use afcondense::memory::parse_source_time;
use afcondense::source::{RawPoint, SourceError};
use afcondense::tags::TagResolver;
use afcondense::{
    EngineConfig, Error, Extractor, HierarchyTable, InterpolatedArgs, MemoryDataSource, Scope,
    SummaryArgs, SummaryType, TagCache, TagSpec, Tabular, Value,
};
use chrono::Timelike;
use chrono_tz::Tz;
use std::sync::Arc;

fn ramp(hours: u32, step: f64) -> anyhow::Result<Vec<RawPoint>> {
    (0..=hours)
        .map(|h| {
            Ok(RawPoint::new(
                parse_source_time(&format!("2022-01-01 {h:02}:00:00"))?,
                Value::Float(f64::from(h) * step),
            ))
        })
        .collect()
}

/// Two sibling events with two tags recorded hourly.
fn plant() -> anyhow::Result<MemoryDataSource> {
    let mut source = MemoryDataSource::new();
    source.set_now(parse_source_time("2022-01-01 12:00:00")?.and_utc());
    source.add_event(r"\\srv\db\E1", None, "2022-01-01 00:00:00", Some("2022-01-01 02:00:00"))?;
    source.add_event(r"\\srv\db\E2", None, "2022-01-01 04:00:00", Some("2022-01-01 06:00:00"))?;
    source.add_tag("A", ramp(8, 10.0)?);
    source.add_tag("B", ramp(8, 1.0)?);
    source.set_attribute(r"\\srv\db\E1", "Tags", "A, B");
    source.set_attribute(r"\\srv\db\E2", "Tags", "B");
    Ok(source)
}

async fn hierarchy(source: &MemoryDataSource, config: &EngineConfig) -> anyhow::Result<HierarchyTable> {
    let mut table = HierarchyTable::from_nodes(source.nodes(), config.display_timezone)?;
    table
        .add_attributes(source, &["Tags"], &Scope::Untemplated, config)
        .await?;
    Ok(table)
}

#[tokio::test]
async fn test_tag_cell_lists_in_time_series_mode() -> anyhow::Result<()> {
    let source = plant()?;
    let config = EngineConfig::default();
    let table = hierarchy(&source, &config).await?;
    let extractor = Extractor::new(Arc::new(source), Arc::new(config));

    let out = extractor
        .interpolated_extract(&table, &TagSpec::column("Tags [None]"), &InterpolatedArgs::default())
        .await?;
    let tags_for = |name: &str| -> Vec<String> {
        (0..out.num_rows())
            .filter(|&r| out.value(r, "Name") == Some(&Value::from(name)))
            .filter_map(|r| out.value(r, "Tag").map(Value::to_string))
            .collect()
    };
    let e1 = tags_for("E1");
    assert!(e1.contains(&"A".to_string()) && e1.contains(&"B".to_string()), "{e1:?}");
    assert!(tags_for("E2").iter().all(|t| t == "B"));
    // three hourly samples per tag: E1 has two tags, E2 one
    assert_eq!(out.num_rows(), 9);
    Ok(())
}

#[tokio::test]
async fn test_tag_cell_lists_rejected_for_summaries() -> anyhow::Result<()> {
    let source = plant()?;
    let config = EngineConfig::default();
    let table = hierarchy(&source, &config).await?;
    let extractor = Extractor::new(Arc::new(source), Arc::new(config));

    let err = extractor
        .summary_extract(&table, &TagSpec::column("Tags [None]"), &SummaryArgs::default())
        .await
        .unwrap_err();
    assert!(matches!(err, Error::InvalidShape(_)), "{err}");

    let err = extractor
        .summary_extract(&table, &TagSpec::column("Missing"), &SummaryArgs::default())
        .await
        .unwrap_err();
    assert!(matches!(err, Error::InvalidShape(_)), "{err}");
    Ok(())
}

#[tokio::test]
async fn test_pattern_cell_matching_several_tags_rejected_for_summaries() -> anyhow::Result<()> {
    let mut source = plant()?;
    source.set_attribute(r"\\srv\db\E1", "Pattern", "*");
    source.set_attribute(r"\\srv\db\E2", "Pattern", "B");
    let config = EngineConfig::default();
    let mut table = HierarchyTable::from_nodes(source.nodes(), config.display_timezone)?;
    table
        .add_attributes(&source, &["Pattern"], &Scope::Untemplated, &config)
        .await?;
    let extractor = Extractor::new(Arc::new(source), Arc::new(config));

    let err = extractor
        .summary_extract(&table, &TagSpec::column("Pattern [None]"), &SummaryArgs::default())
        .await
        .unwrap_err();
    assert!(matches!(err, Error::InvalidShape(_)), "{err}");
    Ok(())
}

#[tokio::test]
async fn test_unknown_tag_names_identifier() -> anyhow::Result<()> {
    let source = plant()?;
    let err = TagResolver::new(&source)
        .resolve(&TagSpec::names(["A", "NOPE-9"]))
        .await
        .unwrap_err();
    match err {
        Error::NotFound { kind, name } => {
            assert_eq!(kind, "tag");
            assert_eq!(name, "NOPE-9");
        }
        other => panic!("unexpected error: {other}"),
    }
    Ok(())
}

#[tokio::test]
async fn test_display_timezone_applies_to_results() -> anyhow::Result<()> {
    let source = plant()?;
    let config = EngineConfig::default().with_timezone(chrono_tz::Europe::Amsterdam);
    let table = HierarchyTable::from_nodes(source.nodes(), config.display_timezone)?;
    let extractor = Extractor::new(Arc::new(source), Arc::new(config));

    let out = extractor
        .interpolated_extract(&table, &TagSpec::names(["A"]), &InterpolatedArgs::default())
        .await?;
    let first = out.value(0, "Time").and_then(Value::as_time).cloned();
    let first = first.ok_or_else(|| anyhow::anyhow!("no time"))?;
    assert_eq!(first.timezone(), chrono_tz::Europe::Amsterdam);
    assert_eq!(first.hour(), 1);
    assert_eq!(out.value(0, "A"), Some(&Value::Float(0.0)));
    Ok(())
}

#[tokio::test]
async fn test_open_events_run_until_now() -> anyhow::Result<()> {
    let mut source = MemoryDataSource::new();
    source.set_now(parse_source_time("2022-01-01 03:00:00")?.and_utc());
    source.add_event(r"\\srv\db\Live", None, "2022-01-01 00:00:00", None)?;
    source.add_tag("A", ramp(8, 10.0)?);
    let table = HierarchyTable::from_nodes(source.nodes(), Tz::UTC)?;
    let extractor = Extractor::new(Arc::new(source), Arc::new(EngineConfig::default()));

    let out = extractor
        .interpolated_extract(&table, &TagSpec::names(["A"]), &InterpolatedArgs::default())
        .await?;
    assert_eq!(out.num_rows(), 4);
    assert_eq!(out.value(3, "A"), Some(&Value::Float(30.0)));
    Ok(())
}

#[tokio::test]
async fn test_interval_and_filtered_summaries() -> anyhow::Result<()> {
    let source = plant()?;
    let table = HierarchyTable::from_nodes(source.nodes(), Tz::UTC)?;
    let extractor = Extractor::new(Arc::new(source), Arc::new(EngineConfig::default()));

    let windows = SummaryArgs {
        summary_types: SummaryType::MAXIMUM,
        interval: Some("1h".to_string()),
        ..SummaryArgs::default()
    };
    let out = extractor
        .summary_extract(&table, &TagSpec::names(["A"]), &windows)
        .await?;
    // two one-hour windows per event
    assert_eq!(out.num_rows(), 4);
    assert_eq!(out.value(0, "Value"), Some(&Value::Float(0.0)));
    assert_eq!(out.value(1, "Value"), Some(&Value::Float(20.0)));

    let filtered = SummaryArgs {
        filter_expression: Some("'A' > 15".to_string()),
        ..SummaryArgs::default()
    };
    let out = extractor
        .summary_extract(&table, &TagSpec::names(["A"]), &filtered)
        .await?;
    assert_eq!(out.num_rows(), 2);
    assert_eq!(out.value(0, "Value"), Some(&Value::Float(20.0)));
    assert_eq!(out.value(0, "Summary"), Some(&Value::from("AVERAGE")));
    Ok(())
}

#[tokio::test]
async fn test_source_failures_carry_context() -> anyhow::Result<()> {
    let mut source = plant()?;
    source.fail_tag("B");
    let table = HierarchyTable::from_nodes(source.nodes(), Tz::UTC)?;
    let extractor = Extractor::new(Arc::new(source), Arc::new(EngineConfig::default()));

    let err = extractor
        .summary_extract(&table, &TagSpec::names(["A", "B"]), &SummaryArgs::default())
        .await
        .unwrap_err();
    match err {
        Error::DataSource { context, source } => {
            assert!(context.contains(r"\\srv\db\E1"), "{context}");
            assert!(matches!(source, SourceError::Other(_)));
        }
        other => panic!("unexpected error: {other}"),
    }
    Ok(())
}

#[tokio::test]
async fn test_tag_cache_is_shared_across_calls() -> anyhow::Result<()> {
    let source = plant()?;
    let table = HierarchyTable::from_nodes(source.nodes(), Tz::UTC)?;
    let cache = Arc::new(TagCache::new());
    let extractor = Extractor::new(Arc::new(source), Arc::new(EngineConfig::default()))
        .with_cache(cache.clone());

    extractor
        .summary_extract(&table, &TagSpec::names(["A"]), &SummaryArgs::default())
        .await?;
    assert!(cache.get("A").is_some());
    cache.invalidate();
    assert!(cache.is_empty());
    Ok(())
}

#[tokio::test]
async fn test_attribute_and_reference_columns() -> anyhow::Result<()> {
    let mut source = plant()?;
    source.set_attribute(r"\\srv\db\E1", "Volume", "12.5");
    source.set_attribute(r"\\srv\db\E2", "Volume", "7");
    source.fail_attribute(r"\\srv\db\E2", "Operator");
    source.set_attribute(r"\\srv\db\E1", "Operator", "kim");
    let config = EngineConfig::default();
    let mut table = HierarchyTable::from_nodes(source.nodes(), Tz::UTC)?;

    let err = table
        .add_referenced_elements(&source, &Scope::Untemplated, &config)
        .await
        .unwrap_err();
    assert!(matches!(err, Error::Empty(_)), "{err}");

    table
        .add_attributes(&source, &["Volume", "Operator"], &Scope::Untemplated, &config)
        .await?;
    assert_eq!(table.table().value(0, "Volume [None]"), Some(&Value::Float(12.5)));
    assert_eq!(table.table().value(1, "Volume [None]"), Some(&Value::Float(7.0)));
    assert_eq!(table.table().value(0, "Operator [None]"), Some(&Value::from("kim")));
    assert!(table.table().value(1, "Operator [None]").is_some_and(Value::is_null));

    source.add_reference(r"\\srv\db\E2", "Mixer 2");
    source.add_reference(r"\\srv\db\E2", "Pump 7");
    let width = table
        .add_referenced_elements(&source, &Scope::Untemplated, &config)
        .await?;
    assert_eq!(width, 2);
    assert_eq!(table.table().value(1, "Referenced_el [None](1)"), Some(&Value::from("Pump 7")));

    let err = table
        .add_attributes(&source, &["Volume"], &Scope::template("Reactor"), &config)
        .await
        .unwrap_err();
    assert!(err.is_not_found());
    Ok(())
}
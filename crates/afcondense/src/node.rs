//! Hierarchy nodes: events and assets returned by the data source
//!
//! A node path looks like `\\Server\Database\Root\Child\Leaf`. Splitting on
//! the backslash yields two empty pieces, the server and the database; these
//! four pieces are infrastructure and everything after them is the ancestry
//! of the node, root first. The level of a node is the number of ancestry
//! segments minus one, so root nodes sit at level 0.

use crate::error::{Error, Result};
use crate::time::{TimeBounds, TimeRange};
use chrono::{DateTime, TimeDelta, Utc};
use std::fmt;

/// Number of leading path pieces that carry no hierarchy information.
pub const INFRASTRUCTURE_SEGMENTS: usize = 4;

/// Opaque handle into the external data source.
#[derive(Debug, Clone, PartialEq, Eq, Hash, PartialOrd, Ord)]
pub struct NodeId(pub String);

impl fmt::Display for NodeId {
    fn fmt(&self, f: &mut fmt::Formatter<'_>) -> fmt::Result {
        f.write_str(&self.0)
    }
}

#[derive(Debug, Clone, Copy, PartialEq, Eq, Hash)]
pub enum NodeKind {
    Event,
    Asset,
}

/// Parsed hierarchy path.
#[derive(Debug, Clone, PartialEq, Eq, Hash)]
pub struct NodePath {
    raw: String,
    segments: Vec<String>,
}

impl NodePath {
    pub fn parse<S: Into<String>>(raw: S) -> Result<Self> {
        let raw = raw.into();
        let segments: Vec<String> = raw.split('\\').map(str::to_string).collect();
        if segments.len() <= INFRASTRUCTURE_SEGMENTS {
            return Err(Error::InvalidPath(raw));
        }
        if segments[INFRASTRUCTURE_SEGMENTS..].iter().any(String::is_empty) {
            return Err(Error::InvalidPath(raw));
        }
        Ok(Self { raw, segments })
    }

    /// Build a child path by appending one segment.
    pub fn child(&self, name: &str) -> Result<Self> {
        Self::parse(format!("{}\\{}", self.raw, name))
    }

    #[must_use]
    pub fn as_str(&self) -> &str {
        &self.raw
    }

    /// Ancestry segments, root first, ending with the node itself.
    #[must_use]
    pub fn ancestry(&self) -> &[String] {
        &self.segments[INFRASTRUCTURE_SEGMENTS..]
    }

    #[must_use]
    pub fn level(&self) -> usize {
        self.ancestry().len() - 1
    }

    #[must_use]
    pub fn leaf(&self) -> &str {
        self.ancestry().last().map_or("", String::as_str)
    }

    /// Name of the top-level ancestor.
    #[must_use]
    pub fn root(&self) -> &str {
        self.ancestry().first().map_or("", String::as_str)
    }

    /// True when `self` lies strictly below `other`.
    #[must_use]
    pub fn is_descendant_of(&self, other: &NodePath) -> bool {
        self.segments.len() > other.segments.len()
            && self.segments[..other.segments.len()] == other.segments[..]
    }
}

impl fmt::Display for NodePath {
    fn fmt(&self, f: &mut fmt::Formatter<'_>) -> fmt::Result {
        f.write_str(&self.raw)
    }
}

/// One element of the source hierarchy. Immutable once fetched.
#[derive(Debug, Clone, PartialEq, Eq)]
pub struct Node {
    id: NodeId,
    kind: NodeKind,
    path: NodePath,
    name: String,
    template: Option<String>,
    bounds: Option<TimeBounds>,
}

impl Node {
    /// An event node. The display name is the last path segment.
    pub fn event(
        id: NodeId,
        path: &str,
        template: Option<&str>,
        bounds: TimeBounds,
    ) -> Result<Self> {
        Self::new(id, NodeKind::Event, path, template, Some(bounds))
    }

    pub fn asset(id: NodeId, path: &str, template: Option<&str>) -> Result<Self> {
        Self::new(id, NodeKind::Asset, path, template, None)
    }

    pub fn new(
        id: NodeId,
        kind: NodeKind,
        path: &str,
        template: Option<&str>,
        bounds: Option<TimeBounds>,
    ) -> Result<Self> {
        let path = NodePath::parse(path)?;
        let name = path.leaf().to_string();
        Ok(Self {
            id,
            kind,
            path,
            name,
            template: template.map(str::to_string),
            bounds,
        })
    }

    #[must_use]
    pub fn id(&self) -> &NodeId {
        &self.id
    }

    #[must_use]
    pub fn kind(&self) -> NodeKind {
        self.kind
    }

    #[must_use]
    pub fn path(&self) -> &NodePath {
        &self.path
    }

    #[must_use]
    pub fn name(&self) -> &str {
        &self.name
    }

    #[must_use]
    pub fn level(&self) -> usize {
        self.path.level()
    }

    #[must_use]
    pub fn template(&self) -> Option<&str> {
        self.template.as_deref()
    }

    #[must_use]
    pub fn bounds(&self) -> Option<&TimeBounds> {
        self.bounds.as_ref()
    }

    #[must_use]
    pub fn start(&self) -> Option<DateTime<Utc>> {
        self.bounds.map(|b| b.start)
    }

    #[must_use]
    pub fn end(&self) -> Option<DateTime<Utc>> {
        self.bounds.and_then(|b| b.end)
    }

    /// The top-level ancestor name, used to group rows into procedures.
    #[must_use]
    pub fn procedure(&self) -> &str {
        self.path.root()
    }

    /// Query range for this node with an open end resolved against `now`.
    pub fn range(&self, now: DateTime<Utc>) -> Result<TimeRange> {
        self.bounds
            .map(|b| b.range(now))
            .ok_or_else(|| Error::InvalidArgument(format!("{} has no time bounds", self.path)))
    }

    /// Duration up to the end, or up to `now` while still open. Zero for assets.
    #[must_use]
    pub fn duration(&self, now: DateTime<Utc>) -> TimeDelta {
        self.bounds
            .map(|b| b.range(now).span())
            .unwrap_or_else(TimeDelta::zero)
    }

    /// True when `t` falls inside the node's bounds (open ends reach `now`).
    #[must_use]
    pub fn contains(&self, t: DateTime<Utc>, now: DateTime<Utc>) -> bool {
        self.bounds.is_some_and(|b| b.range(now).contains(t))
    }
}

impl fmt::Display for Node {
    fn fmt(&self, f: &mut fmt::Formatter<'_>) -> fmt::Result {
        match self.kind {
            NodeKind::Event => write!(f, "Event:{}", self.path),
            NodeKind::Asset => write!(f, "Asset:{}", self.path),
        }
    }
}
******************************
• [EXERCISE DESCRIPTION] Please copy the lines above from the line with "pub enum NodeKind" up to and including the line with "pub fn parse<S: Into<String>>(raw: S)", exactly as written and with nothing else.

• [RESULT FOR THIS TASK]
pub enum NodeKind {
    Event,
    Asset,
}

/// Parsed hierarchy path.
#[derive(Debug, Clone, PartialEq, Eq, Hash)]
pub struct NodePath {
    raw: String,
    segments: Vec<String>,
}

impl NodePath {
    pub fn parse<S: Into<String>>(raw: S) -> Result<Self> {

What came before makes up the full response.